** Opening Supplied entries block **
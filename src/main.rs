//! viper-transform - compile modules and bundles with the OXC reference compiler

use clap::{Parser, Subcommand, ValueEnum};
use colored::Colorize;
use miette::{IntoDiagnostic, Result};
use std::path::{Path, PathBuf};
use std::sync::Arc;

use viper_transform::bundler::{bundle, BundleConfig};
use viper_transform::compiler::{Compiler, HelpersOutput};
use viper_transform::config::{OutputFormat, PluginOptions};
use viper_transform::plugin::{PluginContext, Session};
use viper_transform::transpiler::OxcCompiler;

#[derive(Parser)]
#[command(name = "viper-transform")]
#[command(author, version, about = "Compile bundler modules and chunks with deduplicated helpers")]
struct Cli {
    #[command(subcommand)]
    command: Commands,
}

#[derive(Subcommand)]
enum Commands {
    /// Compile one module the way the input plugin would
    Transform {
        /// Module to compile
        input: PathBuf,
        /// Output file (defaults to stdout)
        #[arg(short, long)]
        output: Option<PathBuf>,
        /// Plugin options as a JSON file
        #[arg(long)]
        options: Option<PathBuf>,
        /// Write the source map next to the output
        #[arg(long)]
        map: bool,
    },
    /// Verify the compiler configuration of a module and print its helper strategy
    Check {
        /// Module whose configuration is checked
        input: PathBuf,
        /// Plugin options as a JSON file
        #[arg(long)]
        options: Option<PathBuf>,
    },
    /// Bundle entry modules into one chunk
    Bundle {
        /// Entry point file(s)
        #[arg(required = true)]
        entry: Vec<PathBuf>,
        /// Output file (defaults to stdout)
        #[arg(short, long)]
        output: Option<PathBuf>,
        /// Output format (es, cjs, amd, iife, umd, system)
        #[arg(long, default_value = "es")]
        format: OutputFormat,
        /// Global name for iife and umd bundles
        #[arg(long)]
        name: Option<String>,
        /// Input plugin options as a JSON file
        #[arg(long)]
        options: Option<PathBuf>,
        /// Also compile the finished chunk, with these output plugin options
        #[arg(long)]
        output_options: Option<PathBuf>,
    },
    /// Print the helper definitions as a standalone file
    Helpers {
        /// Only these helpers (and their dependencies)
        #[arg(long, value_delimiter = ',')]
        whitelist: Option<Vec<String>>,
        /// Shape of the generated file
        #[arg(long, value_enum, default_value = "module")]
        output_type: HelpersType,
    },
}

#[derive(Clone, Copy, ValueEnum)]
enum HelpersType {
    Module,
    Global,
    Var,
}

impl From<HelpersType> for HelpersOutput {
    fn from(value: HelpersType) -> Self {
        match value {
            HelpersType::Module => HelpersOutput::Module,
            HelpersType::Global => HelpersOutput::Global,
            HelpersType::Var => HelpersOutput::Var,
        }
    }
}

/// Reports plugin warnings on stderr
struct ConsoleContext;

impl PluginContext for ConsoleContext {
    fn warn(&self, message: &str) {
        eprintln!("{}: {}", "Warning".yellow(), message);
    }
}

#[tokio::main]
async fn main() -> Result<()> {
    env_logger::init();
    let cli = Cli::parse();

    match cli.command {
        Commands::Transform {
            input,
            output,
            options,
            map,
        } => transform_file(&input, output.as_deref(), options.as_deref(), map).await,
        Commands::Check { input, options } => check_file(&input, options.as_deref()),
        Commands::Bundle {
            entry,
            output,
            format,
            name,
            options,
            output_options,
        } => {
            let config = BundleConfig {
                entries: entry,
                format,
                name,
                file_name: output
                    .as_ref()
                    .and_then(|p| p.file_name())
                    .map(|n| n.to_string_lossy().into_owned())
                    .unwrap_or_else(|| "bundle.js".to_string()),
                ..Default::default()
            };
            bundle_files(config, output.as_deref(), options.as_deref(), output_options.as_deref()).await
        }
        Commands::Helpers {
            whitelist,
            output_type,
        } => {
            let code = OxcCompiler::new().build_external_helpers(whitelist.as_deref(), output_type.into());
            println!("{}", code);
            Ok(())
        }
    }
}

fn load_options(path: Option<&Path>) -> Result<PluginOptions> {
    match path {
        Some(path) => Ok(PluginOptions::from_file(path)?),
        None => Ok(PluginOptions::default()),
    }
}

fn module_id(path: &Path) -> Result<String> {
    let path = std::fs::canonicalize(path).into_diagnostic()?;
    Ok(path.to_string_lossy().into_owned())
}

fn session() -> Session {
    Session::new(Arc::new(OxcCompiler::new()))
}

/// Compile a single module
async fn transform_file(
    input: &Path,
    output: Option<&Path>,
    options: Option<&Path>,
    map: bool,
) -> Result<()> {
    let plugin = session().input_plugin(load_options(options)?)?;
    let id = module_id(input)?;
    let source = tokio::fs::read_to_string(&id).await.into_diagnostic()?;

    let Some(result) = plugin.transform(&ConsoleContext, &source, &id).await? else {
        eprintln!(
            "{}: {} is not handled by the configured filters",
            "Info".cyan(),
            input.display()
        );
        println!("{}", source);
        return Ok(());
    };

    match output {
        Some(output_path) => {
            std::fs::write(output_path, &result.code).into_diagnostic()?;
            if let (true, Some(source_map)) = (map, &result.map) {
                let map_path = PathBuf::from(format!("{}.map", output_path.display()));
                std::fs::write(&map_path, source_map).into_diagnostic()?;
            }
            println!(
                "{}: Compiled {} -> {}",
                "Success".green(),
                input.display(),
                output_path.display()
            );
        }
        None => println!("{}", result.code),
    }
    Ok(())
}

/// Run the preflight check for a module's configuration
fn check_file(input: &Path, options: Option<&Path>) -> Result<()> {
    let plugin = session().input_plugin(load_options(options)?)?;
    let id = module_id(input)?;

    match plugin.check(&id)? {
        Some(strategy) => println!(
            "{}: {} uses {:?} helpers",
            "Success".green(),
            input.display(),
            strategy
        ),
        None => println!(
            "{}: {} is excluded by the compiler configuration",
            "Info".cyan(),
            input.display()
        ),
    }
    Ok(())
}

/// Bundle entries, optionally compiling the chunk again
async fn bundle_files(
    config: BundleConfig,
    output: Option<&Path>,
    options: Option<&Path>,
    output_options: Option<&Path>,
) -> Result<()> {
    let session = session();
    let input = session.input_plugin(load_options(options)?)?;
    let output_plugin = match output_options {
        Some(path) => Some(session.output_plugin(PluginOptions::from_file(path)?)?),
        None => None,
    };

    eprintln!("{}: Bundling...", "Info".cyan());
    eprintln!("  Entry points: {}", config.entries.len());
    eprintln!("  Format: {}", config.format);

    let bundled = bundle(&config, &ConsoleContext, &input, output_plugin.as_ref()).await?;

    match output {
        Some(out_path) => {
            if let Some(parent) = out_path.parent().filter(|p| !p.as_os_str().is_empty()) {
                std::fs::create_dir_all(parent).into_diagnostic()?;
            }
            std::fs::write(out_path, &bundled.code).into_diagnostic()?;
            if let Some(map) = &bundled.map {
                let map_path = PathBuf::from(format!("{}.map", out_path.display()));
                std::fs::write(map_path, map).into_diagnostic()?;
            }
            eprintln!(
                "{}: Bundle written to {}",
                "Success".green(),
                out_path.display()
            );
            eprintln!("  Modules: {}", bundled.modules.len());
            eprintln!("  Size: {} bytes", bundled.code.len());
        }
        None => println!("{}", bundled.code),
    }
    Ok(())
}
** Closing Supplied entries block **
Problem to solve: In the entries above, find every line holding the word "await" and copy it out.

Exercise output:
        } => transform_file(&input, output.as_deref(), options.as_deref(), map).await,
            bundle_files(config, output.as_deref(), options.as_deref(), output_options.as_deref()).await
    let source = tokio::fs::read_to_string(&id).await.into_diagnostic()?;
    let Some(result) = plugin.transform(&ConsoleContext, &source, &id).await? else {
    let bundled = bundle(&config, &ConsoleContext, &input, output_plugin.as_ref()).await?;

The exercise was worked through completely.